Sir Paul, 60, is musing on what makes a good fund manager, and the Sage of Omaha, who is lauded by many as the greatest stockpicker of all time, does not quite make the grade.

His Sharpe ratio is only about 0.7. “Well, 0.7 wouldn’t get you into Marshall Wace or any of the top hedge funds.”

The Sharpe ratio is a measure of a fund manager’s returns adjusted for the amount of risk they are taking. Most of Sir Paul’s team at Marshall Wace are on 1.5 or better.

He admires Mr Buffett, he says, but not that much, and says that his success is largely down to two factors: always backing Wall Street and using the float in his insurance company investments to leverage his investments.

Tsk, this was explained 7 years ago at Forbes.

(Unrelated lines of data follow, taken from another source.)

use super::mask::ConfidenceBuffer;
use super::types::SegmentationModel;
use crate::error::{CutoutError, Result};
use crate::loader::PixelBuffer;
use futures::future::BoxFuture;
use futures::FutureExt;
use std::path::{Path, PathBuf};

/// Segmentation "model" that replays a matte computed elsewhere
///
/// The matte is a grayscale image where white is foreground. It is read when
/// `segment` is called, so a missing or corrupt file surfaces as
/// `SegmentationUnavailable` for that run.
pub struct PrecomputedMatte {
    path: PathBuf,
}

impl PrecomputedMatte {
    pub fn new<P: AsRef<Path>>(path: P) -> Self {
        Self {
            path: path.as_ref().to_path_buf(),
        }
    }

    pub fn path(&self) -> &Path {
        &self.path
    }
}

fn load(path: &Path) -> Result<ConfidenceBuffer<'static>> {
    let matte = image::open(path).map_err(|e| {
        CutoutError::segmentation(format!("failed to read matte {}: {}", path.display(), e))
    })?;
    ConfidenceBuffer::from_luma(&matte.into_luma8())
}

impl SegmentationModel for PrecomputedMatte {
    fn segment<'a>(
        &'a self,
        _image: &'a PixelBuffer,
    ) -> BoxFuture<'a, Result<ConfidenceBuffer<'static>>> {
        let path = self.path.clone();
        async move {
            tracing::debug!("Loading precomputed matte from {}", path.display());
            tokio::task::spawn_blocking(move || load(&path))
                .await
                .map_err(|e| CutoutError::segmentation(format!("matte loader panicked: {}", e)))?
        }
        .boxed()
    }

    fn name(&self) -> &str {
        "precomputed-matte"
    }
}
use anyhow::{bail, Context, Result};
use clap::Parser;
use cutout::{
    parse_color, CompositeConfig, FileSink, FileSource, OutputMode, Pipeline, PrecomputedMatte,
    RunOutcome, SegmentationModel,
};
use std::path::{Path, PathBuf};
use std::sync::Arc;

#[derive(Parser, Debug)]
#[command(author, version, about, long_about = None)]
struct Args {
    /// Photo to process
    input: PathBuf,

    /// Where to write the result (format from extension)
    #[arg(short, long, default_value = "cutout.png")]
    output: PathBuf,

    /// Grayscale matte to use as the segmentation result (white = foreground)
    #[arg(long, conflicts_with = "model")]
    mask: Option<PathBuf>,

    /// Path to segmentation model (ONNX file, needs the `onnx` feature)
    #[arg(long)]
    model: Option<PathBuf>,

    /// Model input width
    #[arg(long, default_value_t = 256)]
    model_width: u32,

    /// Model input height
    #[arg(long, default_value_t = 256)]
    model_height: u32,

    /// Confidence a pixel must exceed to be kept
    #[arg(long, default_value_t = cutout::config::DEFAULT_THRESHOLD)]
    threshold: f32,

    /// Background fill: white, black, transparent, #RRGGBB or #RRGGBBAA
    #[arg(long, default_value = "white")]
    background: String,

    /// Write the matte (grayscale confidence) instead of the composite
    #[arg(long)]
    show_matte: bool,

    /// Composite on a single thread
    #[arg(long)]
    sequential: bool,

    /// Enable debug logging
    #[arg(long)]
    debug: bool,
}

#[tokio::main]
async fn main() -> Result<()> {
    let args = Args::parse();

    // Initialize logging
    let log_level = if args.debug {
        tracing::Level::DEBUG
    } else {
        tracing::Level::INFO
    };

    tracing_subscriber::fmt()
        .with_max_level(log_level)
        .with_target(false)
        .init();

    tracing::info!("Cutout starting");

    let config = CompositeConfig::default()
        .with_threshold(args.threshold)
        .with_background(parse_color(&args.background).context("Invalid --background")?)
        .with_parallel(!args.sequential)
        .with_mode(if args.show_matte {
            OutputMode::MatteOnly
        } else {
            OutputMode::Composite
        });
    tracing::info!(
        "Threshold: {}, background: {:?}",
        config.threshold,
        config.background.0
    );

    let model = create_model(&args)?;
    tracing::info!("Segmentation source: {}", model.name());

    let pipeline = Arc::new(Pipeline::new(model, config).context("Invalid configuration")?);
    let source = FileSource::new(&args.input);
    let sink = FileSink::new(&args.output).context("Failed to prepare output")?;

    let handle = pipeline.spawn(Box::new(source), Box::new(sink));

    // Ctrl+C withdraws the request; a late model result is discarded
    let token = handle.cancellation_token();
    tokio::spawn(async move {
        if tokio::signal::ctrl_c().await.is_ok() {
            tracing::info!("Interrupted, cancelling run");
            token.cancel();
        }
    });

    let outcome = handle
        .join()
        .await
        .with_context(|| format!("Failed to process {}", args.input.display()))?;

    match outcome {
        RunOutcome::Presented {
            width,
            height,
            foreground_pixels,
        } => {
            let total = width as u64 * height as u64;
            tracing::info!(
                "Done: {}x{}, {:.1}% foreground",
                width,
                height,
                foreground_pixels as f64 * 100.0 / total as f64
            );
        }
        RunOutcome::Cancelled => {
            tracing::info!("Cancelled, nothing written");
        }
    }

    Ok(())
}

fn create_model(args: &Args) -> Result<Box<dyn SegmentationModel>> {
    if let Some(mask) = &args.mask {
        return Ok(Box::new(PrecomputedMatte::new(mask)));
    }

    match &args.model {
        Some(path) => load_onnx(path, args.model_width, args.model_height),
        None => bail!("No segmentation source: pass --mask or --model"),
    }
}

#[cfg(feature = "onnx")]
fn load_onnx(path: &Path, width: u32, height: u32) -> Result<Box<dyn SegmentationModel>> {
    let model = cutout::OnnxSegmenter::new(path, width, height)
        .context("Failed to load segmentation model")?;
    Ok(Box::new(model))
}

#[cfg(not(feature = "onnx"))]
fn load_onnx(path: &Path, _width: u32, _height: u32) -> Result<Box<dyn SegmentationModel>> {
    bail!(
        "Cannot load {}: built without the `onnx` feature",
        path.display()
    )
}
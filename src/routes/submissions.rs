use axum::extract::{Path, State};
use axum::Json;
use serde_json::{Value, json};

use crate::auth::ApiKey;
use crate::clock;
use crate::config::StudentFilter;
use crate::db;
use crate::db::submissions::RECENT_LIMIT;
use crate::error::AppError;
use crate::models::NewSubmission;
use crate::routes::ApiJson;
use crate::state::SharedState;

pub async fn submit(
    _key: ApiKey,
    State(state): State<SharedState>,
    ApiJson(payload): ApiJson<NewSubmission>,
) -> Result<Json<Value>, AppError> {
    let timestamp = clock::render(&clock::now_eastern());
    let answers = serde_json::to_string(&payload.answers)?;

    let id = db::submissions::create(&state.pool, &payload.student_id, &timestamp, &answers).await?;

    tracing::info!(id, student_id = %payload.student_id, "Submission stored");

    Ok(Json(json!({ "status": "ok" })))
}

pub async fn list(
    _key: ApiKey,
    State(state): State<SharedState>,
) -> Result<Json<Value>, AppError> {
    let submissions = db::submissions::list_recent(&state.pool, RECENT_LIMIT).await?;
    Ok(Json(json!({ "submissions": submissions })))
}

pub async fn list_by_student(
    _key: ApiKey,
    State(state): State<SharedState>,
    Path(student_id): Path<String>,
) -> Result<Json<Value>, AppError> {
    let submissions = match state.config.student_filter {
        StudentFilter::Strict => {
            db::submissions::list_recent_for_student(&state.pool, &student_id, RECENT_LIMIT).await?
        }
        StudentFilter::Legacy => db::submissions::list_recent(&state.pool, RECENT_LIMIT).await?,
    };
    Ok(Json(json!({ "submissions": submissions })))
}
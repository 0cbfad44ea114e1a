pub mod submission;

pub use submission::{Answers, NewSubmission, Submission};
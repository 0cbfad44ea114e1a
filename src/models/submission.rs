use serde::{Deserialize, Serialize};
use serde_json::{Map, Value};

/// Question identifier to free-form answer.
pub type Answers = Map<String, Value>;

/// A stored submission row. `answers` is kept as JSON text in the table and
/// decoded back into a map on read. `timestamp` is returned exactly as stored.
#[derive(Debug, Clone, sqlx::FromRow, Serialize)]
pub struct Submission {
    pub id: i64,
    pub student_id: String,
    pub timestamp: Option<String>,
    #[sqlx(json)]
    pub answers: Answers,
}

/// Body of `POST /submit`. The timestamp is never taken from the caller.
#[derive(Debug, Clone, Deserialize)]
pub struct NewSubmission {
    pub student_id: String,
    pub answers: Answers,
}
pub mod auth;
pub mod clock;
pub mod config;
pub mod db;
pub mod error;
pub mod models;
pub mod routes;
pub mod state;

use std::sync::Arc;

use axum::extract::DefaultBodyLimit;
use axum::http::{HeaderName, HeaderValue};
use axum::Router;
use sqlx::SqlitePool;
use tower::ServiceBuilder;
use tower_http::limit::RequestBodyLimitLayer;
use tower_http::set_header::SetResponseHeaderLayer;
use tower_http::trace::TraceLayer;

use crate::auth::{CredentialVerifier, SharedSecret};
use crate::config::Config;
use crate::state::{AppState, SharedState};

/// Build the router with the shared-secret verifier from `config`.
pub fn build_app(pool: SqlitePool, config: Config) -> Router {
    let verifier = Arc::new(SharedSecret::new(config.api_key.clone()));
    build_app_with_verifier(pool, config, verifier)
}

pub fn build_app_with_verifier(
    pool: SqlitePool,
    config: Config,
    verifier: Arc<dyn CredentialVerifier>,
) -> Router {
    let max_body_size = config.max_body_size;

    let state: SharedState = Arc::new(AppState {
        pool,
        config,
        verifier,
    });

    Router::new()
        .merge(routes::public_routes())
        .merge(routes::api_routes())
        .layer(
            ServiceBuilder::new()
                .layer(TraceLayer::new_for_http())
                .layer(DefaultBodyLimit::max(max_body_size))
                .layer(RequestBodyLimitLayer::new(max_body_size))
                .layer(SetResponseHeaderLayer::overriding(
                    HeaderName::from_static("x-content-type-options"),
                    HeaderValue::from_static("nosniff"),
                ))
                .layer(SetResponseHeaderLayer::overriding(
                    HeaderName::from_static("x-frame-options"),
                    HeaderValue::from_static("DENY"),
                ))
                .layer(SetResponseHeaderLayer::overriding(
                    HeaderName::from_static("referrer-policy"),
                    HeaderValue::from_static("strict-origin-when-cross-origin"),
                )),
        )
        .with_state(state)
}
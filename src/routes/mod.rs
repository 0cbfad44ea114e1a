pub mod submissions;

use axum::Json;
use axum::extract::FromRequest;
use axum::routing::{get, post};
use axum::Router;

use crate::error::AppError;
use crate::state::SharedState;

/// JSON body whose rejections render through `AppError`.
#[derive(FromRequest)]
#[from_request(via(axum::Json), rejection(AppError))]
pub struct ApiJson<T>(pub T);

pub fn api_routes() -> Router<SharedState> {
    Router::new()
        .route("/submit", post(submissions::submit))
        .route("/submissions", get(submissions::list))
        .route("/submissions/{student_id}", get(submissions::list_by_student))
}

pub fn public_routes() -> Router<SharedState> {
    Router::new()
        .route("/", get(root))
        .route("/health", get(health))
}

async fn root() -> Json<serde_json::Value> {
    Json(serde_json::json!({ "message": "Hello from FastAPI!" }))
}

async fn health() -> &'static str {
    "ok"
}
use axum::extract::FromRequestParts;
use axum::http::request::Parts;

use crate::error::AppError;
use crate::state::SharedState;

pub const API_KEY_HEADER: &str = "x-api-key";

/// Proof that the request carried an accepted `x-api-key`. Runs before the
/// body is read, so a rejected caller never reaches storage.
#[derive(Debug, Clone, Copy)]
pub struct ApiKey;

impl FromRequestParts<SharedState> for ApiKey {
    type Rejection = AppError;

    async fn from_request_parts(
        parts: &mut Parts,
        state: &SharedState,
    ) -> Result<Self, Self::Rejection> {
        let presented = parts.headers.get(API_KEY_HEADER).map(|v| v.as_bytes());

        if state.verifier.verify(presented) {
            return Ok(ApiKey);
        }

        tracing::warn!(
            path = %parts.uri.path(),
            header_present = presented.is_some(),
            "Rejected request with invalid API key"
        );
        Err(AppError::Unauthorized("Invalid or missing API key".to_string()))
    }
}
use sqlx::SqlitePool;

use crate::models::Submission;

/// Most rows any listing returns.
pub const RECENT_LIMIT: i64 = 20;

/// Rows with a readable timestamp come first, newest instant first; rows with
/// a null (or unreadable) timestamp follow. `id` breaks ties.
const RECENT_ORDER: &str =
    "ORDER BY julianday(timestamp) IS NULL, julianday(timestamp) DESC, id DESC";

/// Insert one row and commit before returning its id.
pub async fn create(
    pool: &SqlitePool,
    student_id: &str,
    timestamp: &str,
    answers: &str,
) -> Result<i64, sqlx::Error> {
    let mut tx = pool.begin().await?;

    let id = sqlx::query_scalar::<_, i64>(
        "INSERT INTO submissions (student_id, timestamp, answers)
         VALUES (?, ?, ?) RETURNING id",
    )
    .bind(student_id)
    .bind(timestamp)
    .bind(answers)
    .fetch_one(&mut *tx)
    .await?;

    tx.commit().await?;
    Ok(id)
}

pub async fn list_recent(pool: &SqlitePool, limit: i64) -> Result<Vec<Submission>, sqlx::Error> {
    sqlx::query_as::<_, Submission>(&format!(
        "SELECT id, student_id, CAST(timestamp AS TEXT) AS timestamp, answers FROM submissions
         {RECENT_ORDER} LIMIT ?"
    ))
    .bind(limit)
    .fetch_all(pool)
    .await
}

pub async fn list_recent_for_student(
    pool: &SqlitePool,
    student_id: &str,
    limit: i64,
) -> Result<Vec<Submission>, sqlx::Error> {
    sqlx::query_as::<_, Submission>(&format!(
        "SELECT id, student_id, CAST(timestamp AS TEXT) AS timestamp, answers FROM submissions
         WHERE student_id = ?
         {RECENT_ORDER} LIMIT ?"
    ))
    .bind(student_id)
    .bind(limit)
    .fetch_all(pool)
    .await
}
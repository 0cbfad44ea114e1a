pub mod submissions;

use std::path::Path;

use sqlx::SqlitePool;
use sqlx::migrate::MigrateError;
use sqlx::sqlite::{SqliteConnectOptions, SqlitePoolOptions};

/// Open (creating if needed) the SQLite file at `path`.
pub async fn connect(path: &Path) -> Result<SqlitePool, sqlx::Error> {
    let options = SqliteConnectOptions::new()
        .filename(path)
        .create_if_missing(true);

    SqlitePoolOptions::new()
        .max_connections(5)
        .connect_with(options)
        .await
}

/// Ensure the `submissions` table exists. Safe to run against a store that
/// is already initialised, including one whose table predates the migrator.
pub async fn init_schema(pool: &SqlitePool) -> Result<(), MigrateError> {
    sqlx::migrate!("./migrations").run(pool).await
}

That’s one form of leverage that Buffett has used. The other is that he went and bought an insurance company or three in the first place. He made good money as an investor first, yes, he very much did. Which he then used to purchase his way into the insurance business. He then applied his investment technique, as the Economist describes it, to the much larger investment funds that the insurance company controlled. Those funds being a good multiple of the funds that it had cost to purchase the company.

Imagine, just as a made up numerical example, that Buffett outperformed the market every single year by 1%. Another made up number, he started with $1 million. He’s going to, over the decades, make himself a very rich man that way. But look at it this way: if he uses the $1 million to purchase control of an insurance company with $10 million to invest, then he gets that 1% outperformance on that $10 million, then he’s going to be making himself richer ten times faster than by not leveraging up by buying the insurance company. For of course the outperformance in the investments flows to those who own the insurance company.